What senior asset servicing leaders need to prepare for in 2026
21 Jan 2026
From integration and data integrity to automation, resilience, and tokenisation, Tom Burke, president of Global Asset Servicing at Broadridge, looks at the priorities shaping 2026
Image: Broadridge
The year ahead will present new challenges for asset-servicing operations. As the industry accelerates toward fully integrated, end-to-end platforms, technology is no longer a back office enabler — it has evolved into the foundation of innovation, defining the speed, accuracy, and resilience of every post-trade function. According to Broadridge’s global study, ‘Broadening Asset Servicing 2025’, conducted in partnership with the International Securities Services Association (ISSA) and The ValueExchange, transaction volumes have surged by over 25 per cent year-on-year (YoY) across all activities, with investors experiencing the steepest rise at 31 per cent. Markets are also moving faster and processing cycles are compressing as automation, data integration, and digital connectivity become central to competitive success.

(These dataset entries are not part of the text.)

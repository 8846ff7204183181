use crate::domain::model::{
    DateRange, LoadOutcome, NeoRow, RawFeedPayload, RowSet, TransformOutput, Verification,
};
use crate::utils::error::Result;
use async_trait::async_trait;
use std::future::Future;

/// Best-effort destination for diagnostic artifacts.
pub trait ArtifactSink: Send + Sync {
    fn write_file(&self, path: &str, data: &[u8]) -> impl Future<Output = Result<()>> + Send;
}

pub trait FeedSource: Send + Sync {
    fn fetch(&self, range: DateRange) -> impl Future<Output = Result<RawFeedPayload>> + Send;
}

/// A live handle on the relational store.
pub trait RowStore: Send + Sync {
    /// Drops and recreates `table` holding exactly `rows`.
    fn replace_rows(
        &self,
        table: &str,
        rows: &RowSet,
    ) -> impl Future<Output = Result<usize>> + Send;

    fn count_rows(&self, table: &str) -> impl Future<Output = Result<i64>> + Send;

    /// All rows, newest close-approach date first.
    fn fetch_rows(&self, table: &str) -> impl Future<Output = Result<Vec<NeoRow>>> + Send;
}

/// Opens one connection attempt; retrying is the loader's job.
pub trait StoreConnector: Send + Sync {
    type Store: RowStore;

    fn try_connect(&self) -> impl Future<Output = std::result::Result<Self::Store, sqlx::Error>> + Send;
}

#[async_trait]
pub trait Pipeline: Send + Sync {
    async fn extract(&self, range: DateRange) -> Result<RawFeedPayload>;
    async fn transform(&self, payload: Option<RawFeedPayload>) -> Result<TransformOutput>;
    async fn load(&self, rows: &RowSet) -> Result<LoadOutcome>;
    async fn verify(&self) -> Verification;
}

In this context, asset servicers face both opportunities and risks. The firms that adapt the most efficiently will shape the next phase of market infrastructure. The following trends will define and shape the industry in the year ahead:
1 Integration as the foundation
The industry’s push toward end-to-end platform integration will only accelerate. Linking custody, fund accounting, tax, proxy, and corporate-actions processes on common systems eliminates silos and manual intervention. Integrated data shortens timelines and gives managers and clients a single, authoritative view of positions and entitlements — essential as servicing volumes climb more than 25 per cent YoY and processing windows shrink to real time under T+1.
2 Data integrity: The new currency of trust
In a data-heavy world, quality is everything. Up to 67 per cent of servicing errors still stem from data-quality issues, and manual errors remain the top root cause overall.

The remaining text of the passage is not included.